> [Exercise aim] Across all the entries, how many lines hold "Option"? Answer with that number and nothing else.

%%

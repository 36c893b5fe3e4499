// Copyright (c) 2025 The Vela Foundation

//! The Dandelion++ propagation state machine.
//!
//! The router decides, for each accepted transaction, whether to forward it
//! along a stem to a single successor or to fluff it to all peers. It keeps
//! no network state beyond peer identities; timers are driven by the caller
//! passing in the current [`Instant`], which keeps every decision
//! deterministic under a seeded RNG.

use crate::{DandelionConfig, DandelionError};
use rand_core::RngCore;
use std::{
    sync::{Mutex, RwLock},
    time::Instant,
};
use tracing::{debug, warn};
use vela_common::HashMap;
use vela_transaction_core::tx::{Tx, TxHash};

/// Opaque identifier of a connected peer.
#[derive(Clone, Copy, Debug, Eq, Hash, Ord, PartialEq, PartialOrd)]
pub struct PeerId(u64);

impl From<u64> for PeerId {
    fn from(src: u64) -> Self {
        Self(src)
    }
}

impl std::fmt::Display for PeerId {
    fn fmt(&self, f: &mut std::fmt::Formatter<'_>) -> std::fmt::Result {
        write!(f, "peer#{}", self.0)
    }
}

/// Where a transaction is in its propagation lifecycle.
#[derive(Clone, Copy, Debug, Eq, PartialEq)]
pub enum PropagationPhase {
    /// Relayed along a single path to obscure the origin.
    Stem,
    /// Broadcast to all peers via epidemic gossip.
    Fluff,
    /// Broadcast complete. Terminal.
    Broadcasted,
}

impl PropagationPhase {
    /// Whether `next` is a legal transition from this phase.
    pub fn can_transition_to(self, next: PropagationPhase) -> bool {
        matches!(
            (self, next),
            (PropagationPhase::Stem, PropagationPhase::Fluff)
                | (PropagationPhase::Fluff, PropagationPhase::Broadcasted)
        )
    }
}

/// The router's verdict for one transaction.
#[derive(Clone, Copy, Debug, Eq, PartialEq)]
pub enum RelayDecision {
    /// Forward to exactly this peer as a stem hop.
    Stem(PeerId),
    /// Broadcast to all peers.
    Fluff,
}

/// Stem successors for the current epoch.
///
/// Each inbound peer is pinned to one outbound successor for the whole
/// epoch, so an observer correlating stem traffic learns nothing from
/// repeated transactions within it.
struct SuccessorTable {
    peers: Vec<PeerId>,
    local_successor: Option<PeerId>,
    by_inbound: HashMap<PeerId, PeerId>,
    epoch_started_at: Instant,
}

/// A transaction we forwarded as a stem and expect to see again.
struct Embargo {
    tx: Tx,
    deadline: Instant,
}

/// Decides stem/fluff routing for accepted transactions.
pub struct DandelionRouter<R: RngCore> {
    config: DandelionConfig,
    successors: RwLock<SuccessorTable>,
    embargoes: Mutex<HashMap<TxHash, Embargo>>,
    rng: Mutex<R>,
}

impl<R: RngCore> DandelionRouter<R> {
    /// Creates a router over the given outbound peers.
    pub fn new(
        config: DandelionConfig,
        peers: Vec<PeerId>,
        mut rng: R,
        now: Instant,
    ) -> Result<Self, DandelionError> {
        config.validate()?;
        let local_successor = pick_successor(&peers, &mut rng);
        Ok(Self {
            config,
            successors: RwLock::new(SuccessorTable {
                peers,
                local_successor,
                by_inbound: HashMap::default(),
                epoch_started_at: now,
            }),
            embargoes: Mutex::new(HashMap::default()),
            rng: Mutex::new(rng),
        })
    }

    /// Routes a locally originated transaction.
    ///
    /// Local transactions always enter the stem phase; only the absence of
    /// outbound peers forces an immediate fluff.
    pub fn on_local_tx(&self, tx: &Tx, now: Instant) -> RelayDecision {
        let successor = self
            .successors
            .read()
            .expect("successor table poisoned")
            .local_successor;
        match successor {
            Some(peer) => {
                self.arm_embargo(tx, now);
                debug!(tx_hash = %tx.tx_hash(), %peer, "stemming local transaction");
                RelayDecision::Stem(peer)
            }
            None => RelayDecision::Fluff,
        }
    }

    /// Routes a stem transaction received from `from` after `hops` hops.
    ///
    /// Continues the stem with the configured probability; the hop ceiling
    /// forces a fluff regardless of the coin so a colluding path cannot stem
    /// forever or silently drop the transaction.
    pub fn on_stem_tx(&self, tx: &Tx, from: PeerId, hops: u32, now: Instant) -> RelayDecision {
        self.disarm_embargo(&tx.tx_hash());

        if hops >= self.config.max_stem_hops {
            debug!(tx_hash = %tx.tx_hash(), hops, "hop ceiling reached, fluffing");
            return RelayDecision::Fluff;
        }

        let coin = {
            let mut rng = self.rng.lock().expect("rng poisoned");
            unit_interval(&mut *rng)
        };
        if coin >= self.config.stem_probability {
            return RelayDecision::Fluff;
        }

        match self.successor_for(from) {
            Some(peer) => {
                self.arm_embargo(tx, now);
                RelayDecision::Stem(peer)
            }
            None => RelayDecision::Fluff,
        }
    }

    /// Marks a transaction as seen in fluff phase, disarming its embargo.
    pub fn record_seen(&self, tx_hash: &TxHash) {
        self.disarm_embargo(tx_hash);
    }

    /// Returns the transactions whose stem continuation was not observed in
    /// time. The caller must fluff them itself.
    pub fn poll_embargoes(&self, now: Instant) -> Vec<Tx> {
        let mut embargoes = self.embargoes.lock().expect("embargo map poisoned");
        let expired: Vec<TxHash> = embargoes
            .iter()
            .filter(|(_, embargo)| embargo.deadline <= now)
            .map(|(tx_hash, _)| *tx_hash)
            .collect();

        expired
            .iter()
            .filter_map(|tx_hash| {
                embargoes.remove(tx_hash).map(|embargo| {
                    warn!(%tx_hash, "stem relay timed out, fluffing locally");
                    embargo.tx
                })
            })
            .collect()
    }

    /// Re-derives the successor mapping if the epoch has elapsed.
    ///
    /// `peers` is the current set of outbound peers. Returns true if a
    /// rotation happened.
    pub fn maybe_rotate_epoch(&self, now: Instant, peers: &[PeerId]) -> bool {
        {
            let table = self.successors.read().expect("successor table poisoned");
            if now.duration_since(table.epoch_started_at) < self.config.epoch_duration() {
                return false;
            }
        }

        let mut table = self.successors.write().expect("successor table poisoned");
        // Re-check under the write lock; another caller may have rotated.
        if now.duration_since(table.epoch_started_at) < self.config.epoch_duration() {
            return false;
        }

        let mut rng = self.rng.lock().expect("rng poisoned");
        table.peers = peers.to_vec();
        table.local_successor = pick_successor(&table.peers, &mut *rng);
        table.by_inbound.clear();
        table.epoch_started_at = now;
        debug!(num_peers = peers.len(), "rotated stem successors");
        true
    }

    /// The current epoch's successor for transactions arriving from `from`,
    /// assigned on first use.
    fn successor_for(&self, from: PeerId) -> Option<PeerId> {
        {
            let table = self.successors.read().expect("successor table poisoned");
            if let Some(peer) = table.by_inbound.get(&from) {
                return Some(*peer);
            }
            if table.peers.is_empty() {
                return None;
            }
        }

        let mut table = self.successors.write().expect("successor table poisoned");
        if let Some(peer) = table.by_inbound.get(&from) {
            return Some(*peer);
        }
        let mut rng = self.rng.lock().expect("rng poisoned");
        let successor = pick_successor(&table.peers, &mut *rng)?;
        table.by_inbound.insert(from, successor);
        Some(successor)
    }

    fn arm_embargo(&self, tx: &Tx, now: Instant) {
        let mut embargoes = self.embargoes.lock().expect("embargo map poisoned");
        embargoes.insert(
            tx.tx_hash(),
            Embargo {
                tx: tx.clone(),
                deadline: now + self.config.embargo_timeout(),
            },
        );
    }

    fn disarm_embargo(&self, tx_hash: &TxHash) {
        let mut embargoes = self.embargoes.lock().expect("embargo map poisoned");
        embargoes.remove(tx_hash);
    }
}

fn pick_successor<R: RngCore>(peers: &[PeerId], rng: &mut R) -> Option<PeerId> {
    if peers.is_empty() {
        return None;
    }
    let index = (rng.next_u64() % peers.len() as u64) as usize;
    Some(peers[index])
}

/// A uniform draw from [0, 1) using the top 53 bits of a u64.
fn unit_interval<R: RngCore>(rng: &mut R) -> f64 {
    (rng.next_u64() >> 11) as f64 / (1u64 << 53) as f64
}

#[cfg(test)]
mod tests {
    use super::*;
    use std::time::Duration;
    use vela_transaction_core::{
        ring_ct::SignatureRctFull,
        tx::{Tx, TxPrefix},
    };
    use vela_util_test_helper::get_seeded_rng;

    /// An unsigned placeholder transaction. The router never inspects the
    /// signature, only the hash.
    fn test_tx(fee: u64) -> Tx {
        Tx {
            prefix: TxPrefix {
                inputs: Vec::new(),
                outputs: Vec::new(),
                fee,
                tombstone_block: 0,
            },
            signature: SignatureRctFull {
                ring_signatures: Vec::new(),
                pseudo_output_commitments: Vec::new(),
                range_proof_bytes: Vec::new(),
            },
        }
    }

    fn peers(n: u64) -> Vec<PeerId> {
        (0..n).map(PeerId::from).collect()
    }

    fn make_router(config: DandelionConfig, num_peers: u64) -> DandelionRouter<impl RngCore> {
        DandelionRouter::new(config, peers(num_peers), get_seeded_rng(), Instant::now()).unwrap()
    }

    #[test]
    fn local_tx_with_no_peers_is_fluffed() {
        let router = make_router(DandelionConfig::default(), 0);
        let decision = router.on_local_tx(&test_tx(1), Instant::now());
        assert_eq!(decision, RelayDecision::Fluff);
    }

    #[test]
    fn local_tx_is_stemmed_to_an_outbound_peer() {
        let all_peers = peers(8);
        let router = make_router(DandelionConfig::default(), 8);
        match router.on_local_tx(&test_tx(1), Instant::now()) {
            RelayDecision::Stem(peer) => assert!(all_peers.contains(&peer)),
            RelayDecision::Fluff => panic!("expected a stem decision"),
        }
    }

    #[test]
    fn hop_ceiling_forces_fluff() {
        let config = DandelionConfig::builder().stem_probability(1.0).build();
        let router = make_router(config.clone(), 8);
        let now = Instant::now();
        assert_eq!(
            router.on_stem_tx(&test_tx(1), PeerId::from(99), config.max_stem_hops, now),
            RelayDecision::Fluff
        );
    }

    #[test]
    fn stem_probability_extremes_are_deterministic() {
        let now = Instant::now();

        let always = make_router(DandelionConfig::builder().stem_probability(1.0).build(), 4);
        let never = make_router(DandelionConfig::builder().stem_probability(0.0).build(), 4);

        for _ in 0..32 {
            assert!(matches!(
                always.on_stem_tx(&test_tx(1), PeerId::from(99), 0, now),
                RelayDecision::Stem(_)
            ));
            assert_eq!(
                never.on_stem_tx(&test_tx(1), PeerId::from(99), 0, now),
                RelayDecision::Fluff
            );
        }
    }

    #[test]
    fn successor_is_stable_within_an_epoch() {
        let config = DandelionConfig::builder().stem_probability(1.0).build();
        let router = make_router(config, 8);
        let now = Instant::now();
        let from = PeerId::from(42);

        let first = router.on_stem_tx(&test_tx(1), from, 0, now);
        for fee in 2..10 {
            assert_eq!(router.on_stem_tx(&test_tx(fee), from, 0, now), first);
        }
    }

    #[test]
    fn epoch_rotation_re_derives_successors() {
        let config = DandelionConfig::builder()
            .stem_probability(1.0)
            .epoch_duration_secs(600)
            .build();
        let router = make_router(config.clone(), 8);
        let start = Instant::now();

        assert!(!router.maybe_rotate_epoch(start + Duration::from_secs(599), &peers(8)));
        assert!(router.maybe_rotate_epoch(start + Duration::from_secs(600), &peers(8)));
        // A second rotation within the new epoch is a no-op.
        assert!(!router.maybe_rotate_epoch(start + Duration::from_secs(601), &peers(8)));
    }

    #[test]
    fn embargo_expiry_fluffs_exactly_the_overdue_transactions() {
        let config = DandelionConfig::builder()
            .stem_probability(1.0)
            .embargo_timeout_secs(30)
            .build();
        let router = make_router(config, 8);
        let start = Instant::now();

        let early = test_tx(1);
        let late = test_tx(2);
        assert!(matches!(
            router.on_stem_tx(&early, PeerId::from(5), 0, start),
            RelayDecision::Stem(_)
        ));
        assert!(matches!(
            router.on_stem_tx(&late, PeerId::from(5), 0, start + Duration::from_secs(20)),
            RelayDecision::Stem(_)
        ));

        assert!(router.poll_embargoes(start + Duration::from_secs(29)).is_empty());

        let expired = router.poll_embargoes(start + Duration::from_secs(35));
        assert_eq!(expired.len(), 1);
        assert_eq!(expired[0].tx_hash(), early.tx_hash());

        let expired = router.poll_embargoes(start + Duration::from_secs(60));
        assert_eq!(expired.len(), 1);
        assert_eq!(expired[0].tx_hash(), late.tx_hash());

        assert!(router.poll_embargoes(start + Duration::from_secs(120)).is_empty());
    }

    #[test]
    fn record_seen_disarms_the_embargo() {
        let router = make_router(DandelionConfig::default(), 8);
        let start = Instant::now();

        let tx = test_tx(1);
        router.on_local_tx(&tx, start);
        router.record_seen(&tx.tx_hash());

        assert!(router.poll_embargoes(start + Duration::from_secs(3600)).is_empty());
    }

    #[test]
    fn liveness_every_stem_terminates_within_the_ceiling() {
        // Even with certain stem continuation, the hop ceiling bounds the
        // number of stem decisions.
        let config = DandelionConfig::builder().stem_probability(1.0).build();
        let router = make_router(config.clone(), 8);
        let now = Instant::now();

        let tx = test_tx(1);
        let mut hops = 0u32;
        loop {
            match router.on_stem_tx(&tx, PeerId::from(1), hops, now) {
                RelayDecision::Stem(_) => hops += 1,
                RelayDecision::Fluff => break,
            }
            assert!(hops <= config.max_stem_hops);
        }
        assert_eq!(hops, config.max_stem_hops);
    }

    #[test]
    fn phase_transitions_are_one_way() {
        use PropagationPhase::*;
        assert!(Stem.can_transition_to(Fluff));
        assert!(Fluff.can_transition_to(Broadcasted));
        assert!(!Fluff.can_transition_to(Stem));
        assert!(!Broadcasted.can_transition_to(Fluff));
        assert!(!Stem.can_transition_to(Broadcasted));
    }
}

%%

> [Task output] 3